mod config;
mod errors;
mod generation;
mod llm_client;
mod pipeline;
mod routes;
mod state;
#[cfg(test)]
mod test_support;
mod trace;

use anyhow::Result;
use std::net::SocketAddr;
use std::sync::Arc;
use tower_http::{cors::CorsLayer, trace::TraceLayer};
use tracing::info;
use tracing_subscriber::{layer::SubscriberExt, util::SubscriberInitExt, EnvFilter};

use crate::config::Config;
use crate::llm_client::LlmClient;
use crate::pipeline::schema::SchemaRegistry;
use crate::routes::build_router;
use crate::state::AppState;

#[tokio::main]
async fn main() -> Result<()> {
    // Load configuration first (fails on missing required env vars)
    let config = Config::from_env()?;

    // Initialize structured logging
    tracing_subscriber::registry()
        .with(EnvFilter::try_from_default_env().unwrap_or_else(|_| {
            EnvFilter::new(format!("{}={}", env!("CARGO_PKG_NAME"), &config.rust_log))
        }))
        .with(tracing_subscriber::fmt::layer())
        .init();

    info!("Starting Cadence API v{}", env!("CARGO_PKG_VERSION"));

    // Compile response schemas once, shared read-only by every handler
    let schemas = Arc::new(SchemaRegistry::compile()?);
    info!("Response schemas compiled");

    let llm = LlmClient::new(config.anthropic_api_key.clone(), config.anthropic_model.clone())?;
    info!("LLM client initialized (model: {})", llm.model());

    info!(
        "Normalizer: tolerance {}h, minimum block {}h",
        config.normalizer.tolerance, config.normalizer.min_block_hours
    );
    let state = AppState::new(Arc::new(llm), schemas, config.normalizer);

    let app = build_router(state)
        .layer(TraceLayer::new_for_http())
        .layer(CorsLayer::permissive()); // TODO: restrict origins once the web client has a fixed host

    let addr: SocketAddr = format!("0.0.0.0:{}", config.port).parse()?;
    info!("Listening on {addr}");

    let listener = tokio::net::TcpListener::bind(addr).await?;
    axum::serve(listener, app).await?;

    Ok(())
}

* **WHAT THE TASK REQUIRES**
With the line that contains "let addr: SocketAddr" as the starting point, output each line exactly through the end of the listing above.

* **SOLUTION**
    let addr: SocketAddr = format!("0.0.0.0:{}", config.port).parse()?;
    info!("Listening on {addr}");

    let listener = tokio::net::TcpListener::bind(addr).await?;
    axum::serve(listener, app).await?;

    Ok(())
}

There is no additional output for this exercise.